WASHINGTON — DC police officers released a man they’d arrested for attacking cops outside the US Capitol on Jan. 6 because they were ordered to return to the riot, according to charging papers unsealed on Wednesday.
Mark Ponder, who told police at the time that he lived in Washington, DC, was tackled to the ground outside the Capitol at around 2:49 p.m. by a group of Metropolitan Police Department officers after swinging a pole at them and hitting one officer in the shoulder. But roughly 25 minutes later, he was allowed to walk away because a police transport couldn’t get through to the Capitol grounds and the officers who’d arrested him were ordered back to the riot to help with crowd control, according to court filings.
“[D]ue to the chaotic nature of the day, the arrest was not completed on January 6, 2021,” an FBI agent wrote in an affidavit included with Ponder’s charging papers, which were unsealed Wednesday following his arrest earlier in the day.

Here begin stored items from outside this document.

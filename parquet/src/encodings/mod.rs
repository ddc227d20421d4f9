// Licensed to the Apache Software Foundation (ASF) under one
// or more contributor license agreements.  See the NOTICE file
// distributed with this work for additional information
// regarding copyright ownership.  The ASF licenses this file
// to you under the Apache License, Version 2.0 (the
// "License"); you may not use this file except in compliance
// with the License.  You may obtain a copy of the License at
//
//   http://www.apache.org/licenses/LICENSE-2.0
//
// Unless required by applicable law or agreed to in writing,
// software distributed under the License is distributed on an
// "AS IS" BASIS, WITHOUT WARRANTIES OR CONDITIONS OF ANY
// KIND, either express or implied.  See the License for the
// specific language governing permissions and limitations
// under the License.

//! Encoders and decoders for values, levels and dictionary keys.

pub mod decoding;
pub mod dictionary;
pub mod encoding;
pub mod levels;
pub mod rle;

It was the latest example of how the lack of advance planning for the events of Jan. 6 meant police were overwhelmed by the thousands of rioters who streamed onto the Capitol grounds. US Capitol Police have estimated 800 people went inside the Capitol and 10,000 people went onto the grounds. Few participants in the insurrection were arrested that day, and the FBI, federal prosecutors, and their federal and local law enforcement partners have spent the past two months gathering evidence and tracking down suspects who scattered across the country after they were allowed to walk away without arrest.

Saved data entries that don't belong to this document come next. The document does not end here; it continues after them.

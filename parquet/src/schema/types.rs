// Licensed to the Apache Software Foundation (ASF) under one
// or more contributor license agreements.  See the NOTICE file
// distributed with this work for additional information
// regarding copyright ownership.  The ASF licenses this file
// to you under the Apache License, Version 2.0 (the
// "License"); you may not use this file except in compliance
// with the License.  You may obtain a copy of the License at
//
//   http://www.apache.org/licenses/LICENSE-2.0
//
// Unless required by applicable law or agreed to in writing,
// software distributed under the License is distributed on an
// "AS IS" BASIS, WITHOUT WARRANTIES OR CONDITIONS OF ANY
// KIND, either express or implied.  See the License for the
// specific language governing permissions and limitations
// under the License.

//! Descriptors for leaf columns.
//!
//! Building and validating a full schema tree is left to callers; the codec only needs
//! the path of a leaf, its physical type and the repetition of every node on that path,
//! from which the maximum definition and repetition levels are derived.

use std::fmt;
use std::sync::Arc;

use crate::basic::{Repetition, Type as PhysicalType};
use crate::errors::{ParquetError, Result};

/// Reference counted pointer for [`ColumnDescriptor`].
pub type ColumnDescPtr = Arc<ColumnDescriptor>;

/// Represents the location of a column in a Parquet schema
#[derive(Clone, PartialEq, Debug, Eq, Hash, PartialOrd, Ord)]
pub struct ColumnPath {
    parts: Vec<String>,
}

impl ColumnPath {
    /// Creates new column path from vector of field names.
    pub fn new(parts: Vec<String>) -> Self {
        ColumnPath { parts }
    }

    /// Returns string representation of this column path.
    /// ```rust
    /// use parquet_codec::schema::types::ColumnPath;
    ///
    /// let path = ColumnPath::new(vec!["a".to_string(), "b".to_string(), "c".to_string()]);
    /// assert_eq!(&path.string(), "a.b.c");
    /// ```
    pub fn string(&self) -> String {
        self.parts.join(".")
    }

    /// Returns a slice of path components.
    pub fn parts(&self) -> &[String] {
        &self.parts
    }
}

impl fmt::Display for ColumnPath {
    fn fmt(&self, f: &mut fmt::Formatter) -> fmt::Result {
        write!(f, "{:?}", self.string())
    }
}

impl From<Vec<String>> for ColumnPath {
    fn from(parts: Vec<String>) -> Self {
        ColumnPath { parts }
    }
}

impl From<&str> for ColumnPath {
    fn from(single_path: &str) -> Self {
        let s = String::from(single_path);
        ColumnPath::from(s)
    }
}

impl From<String> for ColumnPath {
    fn from(single_path: String) -> Self {
        let v = vec![single_path];
        ColumnPath { parts: v }
    }
}

impl AsRef<[String]> for ColumnPath {
    fn as_ref(&self) -> &[String] {
        &self.parts
    }
}

/// A descriptor for leaf-level primitive columns.
///
/// Immutable once built. The maximum definition level counts the `OPTIONAL` and
/// `REPEATED` nodes on the path, the maximum repetition level counts the `REPEATED`
/// ones.
#[derive(Debug, PartialEq, Eq)]
pub struct ColumnDescriptor {
    path: ColumnPath,
    physical_type: PhysicalType,
    type_length: i32,
    repetitions: Vec<Repetition>,
    max_def_level: i16,
    max_rep_level: i16,
}

impl ColumnDescriptor {
    /// Creates a builder for a column at `path` with `physical_type`.
    ///
    /// Every node on the path defaults to [`Repetition::REQUIRED`].
    pub fn builder(path: impl Into<ColumnPath>, physical_type: PhysicalType) -> ColumnDescriptorBuilder {
        let path = path.into();
        let repetitions = vec![Repetition::REQUIRED; path.parts().len()];
        ColumnDescriptorBuilder {
            path,
            physical_type,
            type_length: -1,
            repetitions,
        }
    }

    /// Returns [`ColumnPath`] for this column.
    pub fn path(&self) -> &ColumnPath {
        &self.path
    }

    /// Returns the name of the leaf field.
    pub fn name(&self) -> &str {
        self.path.parts().last().map(|s| s.as_str()).unwrap_or_default()
    }

    /// Returns physical type for this column.
    pub fn physical_type(&self) -> PhysicalType {
        self.physical_type
    }

    /// Returns type length for this column, `-1` unless it is `FIXED_LEN_BYTE_ARRAY`.
    pub fn type_length(&self) -> i32 {
        self.type_length
    }

    /// Returns the repetition of every node on the path, root first.
    pub fn repetitions(&self) -> &[Repetition] {
        &self.repetitions
    }

    /// Returns maximum definition level for this column.
    pub fn max_def_level(&self) -> i16 {
        self.max_def_level
    }

    /// Returns maximum repetition level for this column.
    pub fn max_rep_level(&self) -> i16 {
        self.max_rep_level
    }
}

impl fmt::Display for ColumnDescriptor {
    fn fmt(&self, f: &mut fmt::Formatter) -> fmt::Result {
        write!(
            f,
            "{} {} (max_def_level={}, max_rep_level={})",
            self.path.string(),
            self.physical_type,
            self.max_def_level,
            self.max_rep_level
        )
    }
}

/// A builder for [`ColumnDescriptor`].
pub struct ColumnDescriptorBuilder {
    path: ColumnPath,
    physical_type: PhysicalType,
    type_length: i32,
    repetitions: Vec<Repetition>,
}

impl ColumnDescriptorBuilder {
    /// Sets type length and returns itself.
    /// This is only applied to FIXED_LEN_BYTE_ARRAY.
    pub fn with_length(mut self, length: i32) -> Self {
        self.type_length = length;
        self
    }

    /// Sets the repetition of the leaf node.
    pub fn with_repetition(mut self, repetition: Repetition) -> Self {
        if let Some(leaf) = self.repetitions.last_mut() {
            *leaf = repetition;
        }
        self
    }

    /// Sets the repetition of every node on the path, root first.
    pub fn with_repetitions(mut self, repetitions: Vec<Repetition>) -> Self {
        self.repetitions = repetitions;
        self
    }

    /// Validates the path and derives the maximum levels.
    pub fn build(self) -> Result<ColumnDescriptor> {
        if self.path.parts().is_empty() {
            return Err(general_err!("Column path cannot be empty"));
        }
        if self.repetitions.len() != self.path.parts().len() {
            return Err(general_err!(
                "Column {} has {} path elements but {} repetitions",
                self.path,
                self.path.parts().len(),
                self.repetitions.len()
            ));
        }

        let type_length = match self.physical_type {
            PhysicalType::FIXED_LEN_BYTE_ARRAY => {
                if self.type_length <= 0 {
                    return Err(general_err!(
                        "Invalid FIXED_LEN_BYTE_ARRAY length: {} for field '{}'",
                        self.type_length,
                        self.path.string()
                    ));
                }
                self.type_length
            }
            _ => -1,
        };

        let mut max_def_level = 0i16;
        let mut max_rep_level = 0i16;
        for repetition in &self.repetitions {
            match repetition {
                Repetition::REQUIRED => {}
                Repetition::OPTIONAL => max_def_level += 1,
                Repetition::REPEATED => {
                    max_def_level += 1;
                    max_rep_level += 1;
                }
            }
        }

        Ok(ColumnDescriptor {
            path: self.path,
            physical_type: self.physical_type,
            type_length,
            repetitions: self.repetitions,
            max_def_level,
            max_rep_level,
        })
    }
}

After he was restrained by MPD officers and escorted away from the Capitol grounds, Ponder allegedly repeatedly shouted to other rioters “Hold the line!” and “Do not give up!” One officer’s body camera recorded Ponder initially refusing to give his name and then appearing to confirm his name after the officers went through his wallet. When the officers learned they had to go back to the riot, they had Ponder provide an address.
Officers then led Ponder out of a barricaded area and told him that he couldn’t come back. He held his arm in the air as he left and other rioters cheered him, according to his charging papers. Roughly two hours later, the government alleged that another officer’s body camera recorded Ponder back on the Capitol grounds near a stage that was set up in anticipation of President Joe Biden’s inauguration on Jan. 20; he left the area after police deployed tear gas on the crowd.
US Capitol Police leadership asked MPD for assistance with the mob descending on the Capitol just before 1 p.m. on Jan. 6, according to MPD acting chief Robert Contee, who testified before the Senate in February. Contee described how his department’s top priorities were controlling the crowd and clearing the Capitol so that lawmakers could resume the joint session to certify the Electoral College; making arrests was last on that list, he said. Contee testified that officers were “vastly outnumbered” by the rioters and that he was “stunned” at the US Army’s delay in deploying the DC National Guard.
The US attorney’s office in Washington filed charges against Ponder under seal on March 12. An FBI spokesperson referred a request for information about the timeline of the investigation into Ponder’s involvement in the Capitol riot to prosecutors. An MPD spokesperson did not immediately return a request for comment. A phone number listed in publicly available records for Ponder was disconnected.
Ponder isn’t charged with going inside the Capitol, but is accused of attacking police on the grounds just outside the building using long, thin poles; the first pole broke after he struck an officer’s shield, and he appeared to find another one on the scene, according to the government. His charging papers include screenshots from police body camera footage that show him swinging the poles at officers.
On Feb. 18, an FBI agent met with the MPD officer who was allegedly struck by Ponder and was involved in arresting him, according to charging papers. The MPD officer identified Ponder in photographs that were taken from the police body camera footage. The government’s court filings don’t share any other details about the investigation.